Supplied data below:

//! Role assignment: creating task roles and handing them over.

use super::{WorkflowContext, WorkflowResult};
use crate::labeling::domain::{
    ImageStatus, LabelTask, LabelingDomainError, Project, RoleKind, TaskId, TaskRole,
    TaskRoleKind, User, UserId, validate_role_batch,
};
use mockable::Clock;
use std::collections::BTreeSet;
use std::sync::Arc;
use tracing::info;

/// Role assignment service.
pub struct RoleAssignmentService<C> {
    ctx: Arc<WorkflowContext<C>>,
}

impl<C> Clone for RoleAssignmentService<C> {
    fn clone(&self) -> Self {
        Self {
            ctx: Arc::clone(&self.ctx),
        }
    }
}

impl<C> RoleAssignmentService<C>
where
    C: Clock + Send + Sync,
{
    /// Creates a role assignment service over a shared context.
    #[must_use]
    pub const fn new(ctx: Arc<WorkflowContext<C>>) -> Self {
        Self { ctx }
    }

    /// Creates one role of `kind` per user on a task.
    ///
    /// Leaders take exactly one user; workers take exactly the number the
    /// project configuration requires. Fails when any role of `kind` is
    /// already active on the task.
    ///
    /// # Errors
    ///
    /// Returns [`super::WorkflowError`] when `kind` is not task-bonded, the
    /// batch size is wrong, roles already exist, or a user cannot be
    /// resolved.
    pub async fn init_roles(
        &self,
        task_id: TaskId,
        user_ids: &[UserId],
        kind: RoleKind,
    ) -> WorkflowResult<Vec<TaskRole>> {
        let task_kind = kind.require_task_bonded()?;
        let _guard = self.ctx.locks.lock_task(task_id).await;
        let task = self.ctx.find_task_or_error(task_id).await?;
        let project = self.ctx.find_project_or_error(task.project_id()).await?;
        let users = self.ctx.resolve_active_users(user_ids).await?;
        self.init_roles_locked(&task, &project, &users, task_kind)
            .await
    }

    /// Hands `old_user`'s active role of `kind` over to `new_user`.
    ///
    /// # Errors
    ///
    /// Returns [`super::WorkflowError`] when `kind` is not task-bonded, the
    /// users are the same, `old_user` holds no such active role, or
    /// `new_user` already holds one.
    pub async fn transfer(
        &self,
        task_id: TaskId,
        old_user: UserId,
        new_user: UserId,
        kind: RoleKind,
    ) -> WorkflowResult<TaskRole> {
        let task_kind = kind.require_task_bonded()?;
        let _guard = self.ctx.locks.lock_task(task_id).await;
        let task = self.ctx.find_task_or_error(task_id).await?;
        let user = self.ctx.resolve_active_user(new_user).await?;
        self.transfer_locked(&task, old_user, &user, task_kind).await
    }

    /// Creates roles; the caller holds the task lock.
    pub(crate) async fn init_roles_locked(
        &self,
        task: &LabelTask,
        project: &Project,
        users: &[User],
        kind: TaskRoleKind,
    ) -> WorkflowResult<Vec<TaskRole>> {
        let config = project.require_config()?;
        validate_role_batch(&config, kind, users.len())?;
        let active = self
            .ctx
            .ports
            .task_roles
            .list_active(task.id(), Some(kind))
            .await?;
        if !active.is_empty() {
            return Err(LabelingDomainError::RolesAlreadyAssigned {
                task: task.id(),
                kind: kind.role_kind(),
                active: active.len(),
            }
            .into());
        }
        let mut seen = BTreeSet::new();
        if let Some(duplicate) = users.iter().find(|user| !seen.insert(user.id())) {
            return Err(LabelingDomainError::RoleAlreadyHeld {
                task: task.id(),
                user: duplicate.id(),
                kind: kind.role_kind(),
            }
            .into());
        }

        let clock = &*self.ctx.clock;
        let roles: Vec<TaskRole> = users
            .iter()
            .map(|user| TaskRole::new(task, user, kind, clock))
            .collect();
        self.ctx.ports.task_roles.store_batch(&roles).await?;
        {
            let _project_guard = self.ctx.locks.lock_project(task.project_id()).await;
            for role in &roles {
                self.ctx
                    .grant_project_role_locked(task.project_id(), role.user_id(), kind.role_kind())
                    .await?;
            }
        }

        let mut images = self.ctx.task_images(task).await?;
        for image in &mut images {
            for role in &roles {
                image.seed_role(role.role_key(), ImageStatus::Labeling);
            }
        }
        self.ctx
            .ports
            .images
            .update_batch(task.dataset_id(), &images)
            .await?;
        info!(
            task_id = %task.id(),
            role = %kind,
            count = roles.len(),
            "assigned task roles"
        );
        Ok(roles)
    }

    /// Transfers a role; the caller holds the task lock.
    ///
    /// Task-progress counters move to the new role, contribution counters
    /// stay with the old one. Worker transfers also move the per-image
    /// status entries and submissions.
    pub(crate) async fn transfer_locked(
        &self,
        task: &LabelTask,
        old_user: UserId,
        new_user: &User,
        kind: TaskRoleKind,
    ) -> WorkflowResult<TaskRole> {
        if old_user == new_user.id() {
            return Err(LabelingDomainError::SameUserReplacement {
                kind: kind.role_kind(),
                user: old_user,
            }
            .into());
        }
        let roles = &self.ctx.ports.task_roles;
        let mut old_role = roles
            .find_active(task.id(), old_user, kind)
            .await?
            .ok_or(LabelingDomainError::ActiveRoleNotFound {
                task: task.id(),
                user: old_user,
                kind: kind.role_kind(),
            })?;
        if roles
            .find_active(task.id(), new_user.id(), kind)
            .await?
            .is_some()
        {
            return Err(LabelingDomainError::RoleAlreadyHeld {
                task: task.id(),
                user: new_user.id(),
                kind: kind.role_kind(),
            }
            .into());
        }

        let clock = &*self.ctx.clock;
        let mut new_role = TaskRole::new(task, new_user, kind, clock);
        new_role.inherit_progress(&old_role, clock);
        old_role.deactivate(clock);
        roles.store_batch(std::slice::from_ref(&new_role)).await?;
        roles.update_batch(std::slice::from_ref(&old_role)).await?;

        {
            let project_id = task.project_id();
            let _project_guard = self.ctx.locks.lock_project(project_id).await;
            self.ctx
                .grant_project_role_locked(project_id, new_user.id(), kind.role_kind())
                .await?;
            let remaining = roles
                .count_active_in_project(project_id, old_user, kind)
                .await?;
            if remaining == 0 {
                self.ctx
                    .ports
                    .project_roles
                    .revoke(project_id, old_user, kind.role_kind())
                    .await?;
            }
        }

        if kind.is_worker() {
            let suffix = clock.utc().timestamp_millis().to_string();
            let mut images = self.ctx.task_images(task).await?;
            for image in &mut images {
                image.transfer_worker(kind, old_user, new_user, &suffix);
            }
            self.ctx
                .ports
                .images
                .update_batch(task.dataset_id(), &images)
                .await?;
        }
        info!(
            task_id = %task.id(),
            role = %kind,
            from = %old_user,
            to = %new_user.id(),
            "transferred task role"
        );
        Ok(new_role)
    }
}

End of Supplied data.

### [Required action]
Copy out all lines of the material containing the word "seen".

### [Problem solution]
        let mut seen = BTreeSet::new();
        if let Some(duplicate) = users.iter().find(|user| !seen.insert(user.id())) {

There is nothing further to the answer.